Saved entries:
....

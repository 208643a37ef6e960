use chrono::{DateTime, TimeZone, Utc};
use teamhub_app_lib::models::task::{TaskDifficulty, TaskPriority, TaskRecord, TaskStatus, UserRef};
use teamhub_app_lib::services::productivity_score_service::{
    blend_productivity_score, compute_all_productivity, compute_productivity,
};
use teamhub_app_lib::services::snapshot_service::parse_snapshot;
use teamhub_app_lib::services::workload_service::{compute_all_workloads, compute_workload};

fn eval_time() -> DateTime<Utc> {
    Utc.with_ymd_and_hms(2024, 2, 15, 12, 0, 0).unwrap()
}

fn roster_snapshot() -> &'static str {
    r#"{
        "users": [
            {"id": "u-ada", "display_name": "Ada"},
            {"id": "u-grace", "display_name": "Grace"},
            {"id": "u-linus", "display_name": "Linus"}
        ],
        "tasks": [
            {"id": "1", "title": "Frame welds", "status": "completed", "priority": "high",
             "difficulty": "medium", "due_date": "2024-01-10", "completion_date": "2024-01-08",
             "assigned_to": "u-ada", "project_id": "chassis"},
            {"id": "2", "title": "Sponsor report", "status": "completed", "priority": "low",
             "difficulty": "easy", "due_date": "2024-01-01", "completion_date": "2024-01-31",
             "assigned_to": "u-ada", "project_id": "business"},
            {"id": "3", "title": "Battery box", "status": "in_progress", "priority": "critical",
             "difficulty": "expert", "due_date": "2024-02-01",
             "assigned_to": "u-ada", "project_id": "powertrain"},
            {"id": "4", "title": "Wiring loom", "status": "review", "priority": "medium",
             "due_date": "2024-03-01", "assigned_to": "u-grace", "project_id": "electrical"},
            {"id": "5", "title": "Pedal box", "status": "completed", "priority": "critical",
             "difficulty": "hard", "assigned_to": "u-grace", "project_id": "chassis"},
            {"id": "6", "title": "Unassigned", "status": "blocked", "priority": "low",
             "project_id": "misc"}
        ]
    }"#
}

#[test]
fn roster_scoring_matches_documented_arithmetic() {
    let snapshot = parse_snapshot(roster_snapshot()).expect("valid snapshot");

    let workloads = compute_all_workloads(&snapshot.users, &snapshot.tasks, &eval_time());
    let productivity = compute_all_productivity(&snapshot.users, &snapshot.tasks);

    assert_eq!(workloads.len(), 3);
    assert_eq!(productivity.len(), 3);
    for (index, user) in snapshot.users.iter().enumerate() {
        assert_eq!(workloads[index].user_id, user.id);
        assert_eq!(productivity[index].user_id, user.id);
    }

    let ada_workload = &workloads[0];
    assert_eq!(ada_workload.total_tasks, 3);
    assert_eq!(ada_workload.completed_tasks, 2);
    assert_eq!(ada_workload.active_tasks, 1);
    assert_eq!(ada_workload.overdue_tasks, 1);

    // weights: 6 on time, 1 at half credit -> 6.5 / 7
    let ada = &productivity[0];
    assert_eq!(ada.total_completed, 2);
    assert_eq!(ada.completed_on_time, 1);
    assert_eq!(ada.completed_overdue, 1);
    assert_eq!(ada.on_time_completion_rate, 50);
    assert_eq!(ada.weighted_score, 93);
    assert_eq!(ada.average_days_on_time, 2.0);
    assert_eq!(ada.average_days_overdue, 30.0);
    assert_eq!(ada.productivity_score, 67);

    // Undated completion: full weight, no on-time/overdue counts.
    let grace = &productivity[1];
    assert_eq!(grace.total_completed, 1);
    assert_eq!(grace.completed_on_time, 0);
    assert_eq!(grace.completed_overdue, 0);
    assert_eq!(grace.weighted_score, 100);
    assert_eq!(grace.productivity_score, 40);

    let linus_workload = &workloads[2];
    assert_eq!(linus_workload.total_tasks, 0);
    assert_eq!(productivity[2].productivity_score, 0);
}

#[test]
fn buckets_partition_every_summary() {
    let snapshot = parse_snapshot(roster_snapshot()).expect("valid snapshot");

    for summary in compute_all_workloads(&snapshot.users, &snapshot.tasks, &eval_time()) {
        assert_eq!(summary.by_status.total(), summary.total_tasks);
        assert_eq!(summary.by_priority.total(), summary.total_tasks);
        assert_eq!(summary.by_difficulty.total(), summary.total_tasks);
        assert_eq!(summary.active_tasks + summary.completed_tasks, summary.total_tasks);
    }
}

#[test]
fn blended_score_matches_independent_computation() {
    let snapshot = parse_snapshot(roster_snapshot()).expect("valid snapshot");

    for summary in compute_all_productivity(&snapshot.users, &snapshot.tasks) {
        let expected = (f64::from(summary.on_time_completion_rate) * 0.6
            + f64::from(summary.weighted_score) * 0.4)
            .round() as u32;
        assert_eq!(summary.productivity_score, expected);
        assert_eq!(
            summary.productivity_score,
            blend_productivity_score(summary.on_time_completion_rate, summary.weighted_score)
        );
    }
}

#[test]
fn five_pending_tasks_have_workload_but_no_productivity() {
    let tasks: Vec<TaskRecord> = (0..5)
        .map(|i| TaskRecord {
            id: format!("p{i}"),
            title: format!("Pending {i}"),
            status: TaskStatus::Pending,
            priority: TaskPriority::Medium,
            difficulty: Some(TaskDifficulty::Hard),
            due_date: None,
            completion_date: None,
            assigned_to: Some("u1".to_string()),
            project_id: "aero".to_string(),
        })
        .collect();

    let workload = compute_workload("u1", "Ada", &tasks, &eval_time());
    let productivity = compute_productivity("u1", "Ada", &tasks);

    assert_eq!(workload.total_tasks, 5);
    assert_eq!(workload.active_tasks, 5);
    assert_eq!(productivity.productivity_score, 0);
    assert_eq!(productivity.on_time_completion_rate, 0);
    assert_eq!(productivity.weighted_score, 0);
    assert_eq!(productivity.total_completed, 0);
}

#[test]
fn empty_inputs_yield_empty_outputs() {
    let users: Vec<UserRef> = Vec::new();
    assert!(compute_all_workloads(&users, &[], &eval_time()).is_empty());
    assert!(compute_all_productivity(&users, &[]).is_empty());
}

#[test]
fn summaries_serialize_in_camel_case() {
    let snapshot = parse_snapshot(roster_snapshot()).expect("valid snapshot");
    let summary = compute_productivity("u-ada", "Ada", &snapshot.tasks);

    let value = serde_json::to_value(&summary).expect("serializable");
    assert_eq!(value["onTimeCompletionRate"], 50);
    assert_eq!(value["averageDaysOverdue"], 30.0);
}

....

In the data above, find each line that has the word "TaskRecord" and copy it out.

use teamhub_app_lib::models::task::{TaskDifficulty, TaskPriority, TaskRecord, TaskStatus, UserRef};
    let tasks: Vec<TaskRecord> = (0..5)
        .map(|i| TaskRecord {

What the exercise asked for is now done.